Les professeurs itinérants de rhétorique et de vie publique de la Grèce voyageaient de cité en cité en facturant ce que le marché supportait — Protagoras aurait exigé des honoraires qui le rendaient plus riche que des sculpteurs et des généraux. Platon et Aristote attaquèrent ce métier si efficacement que « sophiste » devint une insulte pour un habile trompeur, et les écoles philosophiques fixes d'Athènes absorbèrent la demande. Le vendeur itinérant de sagesse disparut ; le mot pour son art ne s'en remit jamais.
Sophist n’existe plus comme métier vivant. Voici ce qui l’a effacé, et quelle profession a repris le travail.

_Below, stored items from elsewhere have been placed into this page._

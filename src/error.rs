//! Error types for the rating engine
//!
//! Input defects never surface here: malformed games are dropped and
//! numerical trouble is reported through [`crate::types::RatingWarning`].
//! These errors cover misconfiguration and unreadable input documents.

/// Result type alias for convenience
pub type Result<T> = anyhow::Result<T>;

/// Custom error types for specific rating scenarios
#[derive(Debug, thiserror::Error)]
pub enum RatingError {
    #[error("Configuration error: {message}")]
    ConfigurationError { message: String },

    #[error("Invalid game input: {reason}")]
    InputError { reason: String },
}
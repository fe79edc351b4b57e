//! Turning fitted coefficients into presented ratings

use crate::types::{TeamKey, TeamRating};
use crate::utils::{mean, round_to};
use std::collections::HashMap;

/// Shift `values` so they sum to zero
pub fn center(values: &[f64]) -> Vec<f64> {
    let offset = mean(values);
    values.iter().map(|v| v - offset).collect()
}

/// Centered ratings keyed by team
pub fn centered_by_team(teams: &[TeamKey], coefficients: &[f64]) -> HashMap<TeamKey, f64> {
    teams
        .iter()
        .cloned()
        .zip(center(coefficients))
        .collect()
}

/// Center, order and round ratings for presentation.
///
/// Ordering uses the unrounded values, strongest first, with ties broken by
/// team key. `reference` supplies the optional unpenalized rating for each
/// team and is rounded the same way.
pub fn present_ratings(
    teams: &[TeamKey],
    coefficients: &[f64],
    reference: Option<&HashMap<TeamKey, f64>>,
    precision: u32,
) -> Vec<TeamRating> {
    let mut ranked: Vec<(&TeamKey, f64)> = teams.iter().zip(center(coefficients)).collect();
    ranked.sort_by(|a, b| b.1.total_cmp(&a.1).then_with(|| a.0.cmp(b.0)));

    ranked
        .into_iter()
        .map(|(team, rating)| TeamRating {
            team: team.clone(),
            rating: round_to(rating, precision),
            reference_rating: reference
                .and_then(|r| r.get(team))
                .map(|v| round_to(*v, precision)),
        })
        .collect()
}
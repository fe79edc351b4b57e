//! Design matrix construction
//!
//! Each retained game becomes a row with `+1` in the home team's column and
//! `-1` in the away team's column. Rows have at most two nonzero entries, so
//! the matrix is stored sparsely by column, which is the access pattern of
//! coordinate descent.

use crate::rating::games::team_universe;
use crate::types::{ScoredGame, TeamKey};
use std::collections::HashMap;

/// Sparse column-oriented games × teams matrix with its target margins
#[derive(Debug, Clone, PartialEq)]
pub struct DesignMatrix {
    teams: Vec<TeamKey>,
    /// Per column, `(row, value)` pairs ordered by row
    columns: Vec<Vec<(usize, f64)>>,
    targets: Vec<f64>,
}

impl DesignMatrix {
    /// Build the matrix for `games` over the given team universe.
    ///
    /// Keys missing from `teams` (or absent on the game) leave their entry
    /// out of the row.
    pub fn build(games: &[ScoredGame], teams: &[TeamKey]) -> Self {
        let index: HashMap<&str, usize> = teams
            .iter()
            .enumerate()
            .map(|(i, t)| (t.as_str(), i))
            .collect();

        let mut columns = vec![Vec::new(); teams.len()];
        for (row, game) in games.iter().enumerate() {
            let home = game.home.as_deref().and_then(|k| index.get(k).copied());
            let away = game.away.as_deref().and_then(|k| index.get(k).copied());

            match (home, away) {
                // A team cannot gain on itself; the entries cancel.
                (Some(h), Some(a)) if h == a => {}
                _ => {
                    if let Some(h) = home {
                        columns[h].push((row, 1.0));
                    }
                    if let Some(a) = away {
                        columns[a].push((row, -1.0));
                    }
                }
            }
        }

        Self {
            teams: teams.to_vec(),
            columns,
            targets: games.iter().map(|g| g.margin).collect(),
        }
    }

    /// Build the matrix over the sorted universe of teams in `games`
    pub fn from_games(games: &[ScoredGame]) -> Self {
        Self::build(games, &team_universe(games))
    }

    pub fn n_rows(&self) -> usize {
        self.targets.len()
    }

    pub fn n_columns(&self) -> usize {
        self.columns.len()
    }

    /// Team key for each column
    pub fn teams(&self) -> &[TeamKey] {
        &self.teams
    }

    pub fn column(&self, j: usize) -> &[(usize, f64)] {
        &self.columns[j]
    }

    pub fn columns(&self) -> &[Vec<(usize, f64)>] {
        &self.columns
    }

    /// Margins, one per row
    pub fn targets(&self) -> &[f64] {
        &self.targets
    }

    /// Dense copy of one row, mostly useful for inspection and tests
    pub fn dense_row(&self, row: usize) -> Vec<f64> {
        self.columns
            .iter()
            .map(|col| {
                col.iter()
                    .find(|(r, _)| *r == row)
                    .map(|(_, v)| *v)
                    .unwrap_or(0.0)
            })
            .collect()
    }

    /// Matrix restricted to `rows`, renumbered in the given order
    pub fn select_rows(&self, rows: &[usize]) -> Self {
        let mut position = vec![None; self.n_rows()];
        for (new_row, &old_row) in rows.iter().enumerate() {
            position[old_row] = Some(new_row);
        }

        let columns = self
            .columns
            .iter()
            .map(|col| {
                let mut entries: Vec<(usize, f64)> = col
                    .iter()
                    .filter_map(|&(row, value)| position[row].map(|new_row| (new_row, value)))
                    .collect();
                entries.sort_by_key(|&(row, _)| row);
                entries
            })
            .collect();

        Self {
            teams: self.teams.clone(),
            columns,
            targets: rows.iter().map(|&r| self.targets[r]).collect(),
        }
    }

    /// Matrix with column `j` removed
    pub(crate) fn without_column(&self, j: usize) -> Self {
        let mut reduced = self.clone();
        reduced.teams.remove(j);
        reduced.columns.remove(j);
        reduced
    }
}
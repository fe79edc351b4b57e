//! Main application configuration
//!
//! This module defines the top-level configuration for the margin-ratings
//! binary, including environment variable loading, TOML files and validation.

use crate::config::rating::RatingConfig;
use anyhow::{anyhow, Context, Result};
use serde::{Deserialize, Serialize};
use std::env;
use std::path::Path;

/// Main application configuration
#[derive(Debug, Clone, Default, PartialEq, Serialize, Deserialize)]
#[serde(default)]
pub struct AppConfig {
    pub service: ServiceSettings,
    pub rating: RatingConfig,
}

/// Service-level settings
#[derive(Debug, Clone, PartialEq, Serialize, Deserialize)]
#[serde(default)]
pub struct ServiceSettings {
    /// Service name for logging
    pub name: String,
    /// Log level (trace, debug, info, warn, error)
    pub log_level: String,
}

impl Default for ServiceSettings {
    fn default() -> Self {
        Self {
            name: "margin-ratings".to_string(),
            log_level: "info".to_string(),
        }
    }
}

impl AppConfig {
    /// Load configuration from environment variables with fallback to defaults
    pub fn from_env() -> Result<Self> {
        let mut config = Self::default();
        config.apply_env()?;
        validate_config(&config)?;
        Ok(config)
    }

    /// Load configuration from a TOML file, then apply environment overrides
    pub fn from_file(path: &Path) -> Result<Self> {
        let raw = std::fs::read_to_string(path)
            .with_context(|| format!("Failed to read config file {}", path.display()))?;
        let mut config: AppConfig = toml::from_str(&raw)
            .with_context(|| format!("Failed to parse config file {}", path.display()))?;

        config.apply_env()?;
        validate_config(&config)?;
        Ok(config)
    }

    fn apply_env(&mut self) -> Result<()> {
        // Service settings
        if let Ok(name) = env::var("SERVICE_NAME") {
            self.service.name = name;
        }
        if let Ok(log_level) = env::var("LOG_LEVEL") {
            self.service.log_level = log_level;
        }

        // Rating settings
        if let Ok(cap) = env::var("RATING_MARGIN_CAP") {
            self.rating.margin_cap = cap
                .parse()
                .map_err(|_| anyhow!("Invalid RATING_MARGIN_CAP value: {}", cap))?;
        }
        if let Ok(ratio) = env::var("RATING_MIXING_RATIO") {
            self.rating.mixing_ratio = ratio
                .parse()
                .map_err(|_| anyhow!("Invalid RATING_MIXING_RATIO value: {}", ratio))?;
        }
        if let Ok(selection) = env::var("RATING_SELECTION") {
            self.rating.selection = selection.parse()?;
        }
        if let Ok(length) = env::var("RATING_PATH_LENGTH") {
            self.rating.path_length = length
                .parse()
                .map_err(|_| anyhow!("Invalid RATING_PATH_LENGTH value: {}", length))?;
        }
        if let Ok(ratio) = env::var("RATING_PATH_RATIO") {
            self.rating.path_ratio = ratio
                .parse()
                .map_err(|_| anyhow!("Invalid RATING_PATH_RATIO value: {}", ratio))?;
        }
        if let Ok(iterations) = env::var("RATING_MAX_ITERATIONS") {
            self.rating.max_iterations = iterations
                .parse()
                .map_err(|_| anyhow!("Invalid RATING_MAX_ITERATIONS value: {}", iterations))?;
        }
        if let Ok(tolerance) = env::var("RATING_TOLERANCE") {
            self.rating.tolerance = tolerance
                .parse()
                .map_err(|_| anyhow!("Invalid RATING_TOLERANCE value: {}", tolerance))?;
        }
        if let Ok(seed) = env::var("RATING_FOLD_SEED") {
            self.rating.fold_seed = seed
                .parse()
                .map_err(|_| anyhow!("Invalid RATING_FOLD_SEED value: {}", seed))?;
        }
        if let Ok(parallel) = env::var("RATING_PARALLEL_FOLDS") {
            self.rating.parallel_folds = parallel
                .parse()
                .map_err(|_| anyhow!("Invalid RATING_PARALLEL_FOLDS value: {}", parallel))?;
        }
        if let Ok(precision) = env::var("RATING_DISPLAY_PRECISION") {
            self.rating.display_precision = precision
                .parse()
                .map_err(|_| anyhow!("Invalid RATING_DISPLAY_PRECISION value: {}", precision))?;
        }

        Ok(())
    }
}

/// Validate configuration values
pub fn validate_config(config: &AppConfig) -> Result<()> {
    match config.service.log_level.to_lowercase().as_str() {
        "trace" | "debug" | "info" | "warn" | "error" => {}
        _ => return Err(anyhow!("Invalid log level: {}", config.service.log_level)),
    }

    if config.service.name.is_empty() {
        return Err(anyhow!("Service name cannot be empty"));
    }

    config.rating.validate()
}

Sages, sophists and salaried chairs
L'Antiquité produisit tous les ingrédients de la profession sauf l'université. Confucius et ses successeurs firent de l'enseignement une carrière avec un canon ; les sophistes grecs en firent un marché, facturant des honoraires qui scandalisèrent Platon ; l'Académie, le Lycée et le Mouseion d'Alexandrie l'institutionnalisèrent, les Ptolémées payant des savants pour rechercher et enseigner. Rome ajouta le financement public — la chaire de rhétorique dotée par Vespasien, occupée d'abord par Quintilien vers 72 apr. J.-C., fit du professeur salarié par l'État une réalité cinq siècles avant la chute de l'empire d'Occident.
Ce qui se passait alors
De retour à Athènes après des années de voyage, Platon commença à enseigner dans un bosquet consacré au héros Akademos, hors des murailles de la ville. L'école qu'il y fonda fonctionna environ trois siècles lors de sa première incarnation ; Aristote y arriva à dix-sept ans et y resta vingt ans. Le mot « académique » renvoie encore à ce bout de terrain.
Où vit ce travail aujourd’hui
L'érudit payé pour professer une discipline en public — vingt-cinq siècles d'enseignement et de découverte, du bosquet de Platon à la titularisation et au tuteur IA.